Ürün satan firmalarımız satış sonrasında bambaşka hale geliyorlar. Başkalaşıyorlar. Değişiyorlar. Müşterinin bir sorunla karşılarına gelmesine acayip sinir oluyorlar. Mutlaka sizin de başınıza gelmiştir. Herhangi mağazadan ürün aldınız. Bir gün sonra, bir hafta sonra, bir ay sonra sorunla karşılaştınız ve mağazaya gittiniz. Sizi karşılarında gören görevliler nasıl oluyorlar. Genellikle 5 karış değil mi? Moraller bozuluyor! Suratlar düşüyor! Hatta patron yok diyerek geçiştirmeye, başından atmaya çalışan küçücük firmalar bile var. Binası büyük kendisi küçücük. İçinden müşteriye söveceğine çözümü geliştiren olman çok mu zor? Geri alsan en kötü ne kaybedersin ki? Ama aslında müşterinin sorununu çözmekle zihinlerde büyük bir yer alacağının da farkında değil!

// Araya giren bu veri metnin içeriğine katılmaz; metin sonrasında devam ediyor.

use std::ops::Range;

/// Provides information on the content of a cell column in a [`CompactHeightfield`](crate::CompactHeightfield).
#[derive(Debug, Clone, Copy, PartialEq, Eq, Default)]
pub struct CompactCell {
    /// Index to the first span in the column.
    index: u32,
    /// Number of spans in the column.
    count: u8,
}

impl CompactCell {
    /// Index of the first span in the column.
    #[inline]
    pub fn index(&self) -> u32 {
        self.index
    }

    /// Number of spans in the column.
    #[inline]
    pub fn count(&self) -> u8 {
        self.count
    }

    /// The span indices of the column.
    #[inline]
    pub fn index_range(&self) -> Range<usize> {
        self.index as usize..self.index as usize + self.count as usize
    }

    #[inline]
    pub(crate) fn set_index(&mut self, index: u32) {
        self.index = index;
    }

    #[inline]
    pub(crate) fn inc_count(&mut self) {
        self.count += 1;
    }
}
use std::ops::{Deref, DerefMut};

use slotmap::SlotMap;

slotmap::new_key_type! {
    /// A key for a span in [`Spans`].
    pub struct SpanKey;
}

/// The arena holding every span of a [`Heightfield`](crate::Heightfield).
#[derive(Debug, Clone)]
pub struct Spans(SlotMap<SpanKey, Span>);

impl Deref for Spans {
    type Target = SlotMap<SpanKey, Span>;

    fn deref(&self) -> &Self::Target {
        &self.0
    }
}

impl DerefMut for Spans {
    fn deref_mut(&mut self) -> &mut Self::Target {
        &mut self.0
    }
}

impl Spans {
    const DEFAULT_CAPACITY: usize = 1024;

    pub(crate) fn with_min_capacity(min_capacity: usize) -> Self {
        let capacity = min_capacity.max(Self::DEFAULT_CAPACITY);
        Self(SlotMap::with_capacity_and_key(capacity))
    }
}

pub(crate) struct SpanBuilder {
    pub(crate) min: u16,
    pub(crate) max: u16,
    pub(crate) area: AreaType,
    pub(crate) next: Option<SpanKey>,
}

impl SpanBuilder {
    pub(crate) fn build(self) -> Span {
        Span {
            min: self.min,
            max: self.max,
            area: self.area,
            next: self.next,
        }
    }
}

impl From<SpanBuilder> for Span {
    fn from(builder: SpanBuilder) -> Self {
        builder.build()
    }
}

/// A solid vertical run of voxels in one heightfield column.
#[derive(Clone, PartialEq, Eq, Debug)]
pub struct Span {
    /// Height of the floor, in cell-height units. Only 13 bits are used.
    min: u16,
    /// Height of the ceiling, in cell-height units. Only 13 bits are used.
    max: u16,
    /// Area type ID.
    area: AreaType,
    /// The key of the next-higher span in the column
    next: Option<SpanKey>,
}

impl Span {
    /// Largest representable span height.
    pub(crate) const MAX_HEIGHT: u16 = (1 << 13) - 1;

    /// Lower extent of the span.
    #[inline]
    pub fn min(&self) -> u16 {
        self.min
    }

    #[inline]
    pub(crate) fn set_min(&mut self, min: u16) {
        self.min = min;
    }

    /// Upper extent of the span. This is the surface an agent stands on.
    #[inline]
    pub fn max(&self) -> u16 {
        self.max
    }

    #[inline]
    pub(crate) fn set_max(&mut self, max: u16) {
        self.max = max;
    }

    /// Area type of the span.
    #[inline]
    pub fn area(&self) -> AreaType {
        self.area
    }

    #[inline]
    pub(crate) fn set_area(&mut self, area: impl Into<AreaType>) {
        self.area = area.into();
    }

    /// Key of the next-higher span in the same column.
    #[inline]
    pub fn next(&self) -> Option<SpanKey> {
        self.next
    }

    #[inline]
    pub(crate) fn set_next(&mut self, next: impl Into<Option<SpanKey>>) {
        self.next = next.into();
    }
}

/// A surface classification attached to triangles, spans and polygons.
/// Anything but [`AreaType::NOT_WALKABLE`] is walkable.
#[derive(Debug, Clone, Copy, PartialEq, Eq, Hash, PartialOrd, Ord, Default)]
#[cfg_attr(feature = "serialize", derive(serde::Serialize, serde::Deserialize))]
#[repr(transparent)]
pub struct AreaType(pub u8);

impl From<u8> for AreaType {
    fn from(value: u8) -> Self {
        AreaType(value)
    }
}

impl AreaType {
    /// The area type 0. Triangles with this area type are not walkable.
    pub const NOT_WALKABLE: Self = Self(0);
    /// Default area type for walkable triangles. Area ids are stored in 6 bits, so this is the highest one.
    pub const DEFAULT_WALKABLE: Self = Self(63);

    /// Returns `true` if the area is walkable.
    #[inline]
    pub fn is_walkable(&self) -> bool {
        *self != Self::NOT_WALKABLE
    }
}

#[cfg(test)]
mod tests {
    use super::*;

    fn span() -> Span {
        SpanBuilder {
            min: 2,
            max: 10,
            area: AreaType(4),
            next: None,
        }
        .build()
    }

    #[test]
    fn can_retrieve_span_data_after_building() {
        let span = span();
        assert_eq!(span.min(), 2);
        assert_eq!(span.max(), 10);
        assert_eq!(span.area(), AreaType(4));
        assert_eq!(span.next(), None);
    }

    #[test]
    fn can_retrieve_span_data_after_setting() {
        let mut span = span();
        let mut spans = Spans::with_min_capacity(1);
        let span_key = spans.insert(span.clone());

        span.set_min(1);
        span.set_max(4);
        span.set_area(3);
        span.set_next(span_key);

        assert_eq!(span.min(), 1);
        assert_eq!(span.max(), 4);
        assert_eq!(span.area(), AreaType(3));
        assert_eq!(span.next(), Some(span_key));
    }

    #[test]
    fn only_area_zero_is_unwalkable() {
        assert!(!AreaType::NOT_WALKABLE.is_walkable());
        assert!(AreaType::DEFAULT_WALKABLE.is_walkable());
        assert!(AreaType(1).is_walkable());
    }
}
impl Region {
    fn new(id: u16) -> Self {
        Self {
            span_count: 0,
            id,
            area: AreaType::NOT_WALKABLE,
            remap: false,
            visited: false,
            overlap: false,
            connections: Vec::new(),
            floors: Vec::new(),
        }
    }

    fn add_unique_floor(&mut self, floor: u16) {
        if !self.floors.contains(&floor) {
            self.floors.push(floor);
        }
    }

    fn is_connected_to_border(&self) -> bool {
        self.connections.contains(&0)
    }

    fn can_merge_with(&self, other: &Region) -> bool {
        if self.area != other.area {
            return false;
        }
        let shared_edges = self.connections.iter().filter(|&&c| c == other.id).count();
        shared_edges <= 1 && !self.floors.contains(&other.id)
    }

    fn replace_neighbor(&mut self, old_id: u16, new_id: u16) {
        let mut changed = false;
        for connection in self.connections.iter_mut() {
            if *connection == old_id {
                *connection = new_id;
                changed = true;
            }
        }
        for floor in self.floors.iter_mut() {
            if *floor == old_id {
                *floor = new_id;
            }
        }
        if changed {
            remove_adjacent_duplicates(&mut self.connections);
        }
    }
}

/// Errors that can occur when partitioning a [`CompactHeightfield`] into regions.
#[derive(Error, Debug)]
pub enum RegionBuildError {
    /// More regions were flooded than a region id can address.
    #[error("Region id overflow: more than {max} regions", max = u16::MAX)]
    RegionIdOverflow,
    /// [`CompactHeightfield::build_distance_field`] was not run first.
    #[error("The distance field has not been built")]
    MissingDistanceField,
}

#[cfg(test)]
mod tests {
    use glam::Vec3A;

    use crate::{
        Aabb3d, HeightfieldBuilder,
        heightfield::{Heightfield, SpanInsertion},
        span::SpanBuilder,
    };

    use super::*;

    fn heightfield(size: u16) -> Heightfield {
        HeightfieldBuilder {
            aabb: Aabb3d {
                min: Vec3A::ZERO,
                max: Vec3A::new(size as f32, 10.0, size as f32),
            },
            cell_size: 1.0,
            cell_height: 1.0,
        }
        .build()
        .unwrap()
    }

    fn fill(heightfield: &mut Heightfield, xs: std::ops::Range<u16>, zs: std::ops::Range<u16>) {
        for z in zs {
            for x in xs.clone() {
                heightfield
                    .add_span(SpanInsertion {
                        x,
                        z,
                        flag_merge_threshold: 0,
                        span: SpanBuilder {
                            min: 0,
                            max: 1,
                            area: AreaType::DEFAULT_WALKABLE,
                            next: None,
                        }
                        .build(),
                    })
                    .unwrap();
            }
        }
    }

    fn regions_of(heightfield: &Heightfield, border: u16, min_area: u16) -> CompactHeightfield {
        let mut compact = CompactHeightfield::from_heightfield(heightfield, 2, 1).unwrap();
        compact.build_distance_field();
        compact.build_regions(border, min_area, 20).unwrap();
        compact
    }

    #[test]
    fn open_square_is_one_region() {
        let mut heightfield = heightfield(12);
        fill(&mut heightfield, 0..12, 0..12);
        let compact = regions_of(&heightfield, 0, 4);
        assert_eq!(compact.max_region, RegionId::from(1));
        assert!(compact.spans.iter().all(|span| span.region == RegionId::from(1)));
    }

    #[test]
    fn border_cells_get_border_regions() {
        let mut heightfield = heightfield(12);
        fill(&mut heightfield, 0..12, 0..12);
        let compact = regions_of(&heightfield, 2, 4);
        let corner = compact.cell_at(11, 11).index() as usize;
        assert!(compact.spans[corner].region.contains(RegionId::BORDER_REGION));
        let center = compact.cell_at(6, 6).index() as usize;
        assert!(compact.spans[center].region.is_interior());
    }

    #[test]
    fn small_islands_are_removed() {
        let mut heightfield = heightfield(16);
        fill(&mut heightfield, 0..8, 0..8);
        fill(&mut heightfield, 12..14, 12..14);
        let compact = regions_of(&heightfield, 0, 9);
        let island = compact.cell_at(12, 12).index() as usize;
        assert_eq!(compact.spans[island].region, RegionId::NONE);
        let big = compact.cell_at(3, 3).index() as usize;
        assert!(compact.spans[big].region.is_interior());
        assert_eq!(compact.max_region, RegionId::from(1));
    }

    #[test]
    fn region_ids_are_dense() {
        let mut heightfield = heightfield(16);
        fill(&mut heightfield, 0..6, 0..6);
        fill(&mut heightfield, 9..15, 9..15);
        let compact = regions_of(&heightfield, 0, 4);
        let max = compact.max_region.bits();
        assert!(max >= 2);
        for id in 1..=max {
            assert!(
                compact
                    .spans
                    .iter()
                    .any(|span| span.region == RegionId::from(id)),
                "region {id} has no spans"
            );
        }
    }

    #[test]
    fn missing_distance_field_is_an_error() {
        let mut heightfield = heightfield(4);
        fill(&mut heightfield, 0..4, 0..4);
        let mut compact = CompactHeightfield::from_heightfield(&heightfield, 2, 1).unwrap();
        assert!(matches!(
            compact.build_regions(0, 0, 0),
            Err(RegionBuildError::MissingDistanceField)
        ));
    }

    #[test]
    fn adjacent_duplicates_wrap_around() {
        let mut connections = vec![0, 3, 3, 5, 0];
        remove_adjacent_duplicates(&mut connections);
        assert_eq!(connections, vec![0, 3, 5]);
    }
}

Bizim firmalarımız işte bunu yani satış sonrası süreci bir halletseler bambaşka olacaklar. Her firma için farklı bu satış sonrası süreç günümüzün marka yaratma sürecidir de aslında. 2010 yılında bu konuda çalışmak lazım geliyor. Hadi bakalım.

Konya’mızın önemli mobilya markalarından Rapsodi, sizin de artık bildiğiniz Marka Yönetimi dersime konuk oldu. Rapsodi Genel Müdür Yardımcısı Ali Osman Şahbaz 4.sınıf öğrencilerime 1994 yılından bu yana Rapsodi marka yolculuğunu keyifli bir sunuşla aktardı. Yıllar öncesinden bildiğim Rapsodi markası bambaşka olmuş diye düşündüm. Ali Osman Bey ve arkadaşları önceki yıllardan bildiğiniz firmanın üstüne estetik, güzellik, güleryüz ve değer koymuşlar. Ali Osman Bey ve arkadaşlarının özellikle vurguladıkları konu müşterinin memnuniyeti imiş. Satış sonrası departmanını kurarak müşteride herhangi mutsuzluk fotoğrafı mı çekildi? O fotoğraf anında olumluya çevriliyormuş. Rapsodi marka değeri yaratmak için dosdoğru çalışıyor besbelli. Rapsodi’ye mobilya kategorisinde hedef birey odaklı ürün ve pazarlama iletişim süreci için çok teşekkür ediyorum. Tebrik ediyorum. Öğrencilerim ve ben Ali Osman Beyin sunuşundan çok şeyler öğrenerek keyifli çıktık.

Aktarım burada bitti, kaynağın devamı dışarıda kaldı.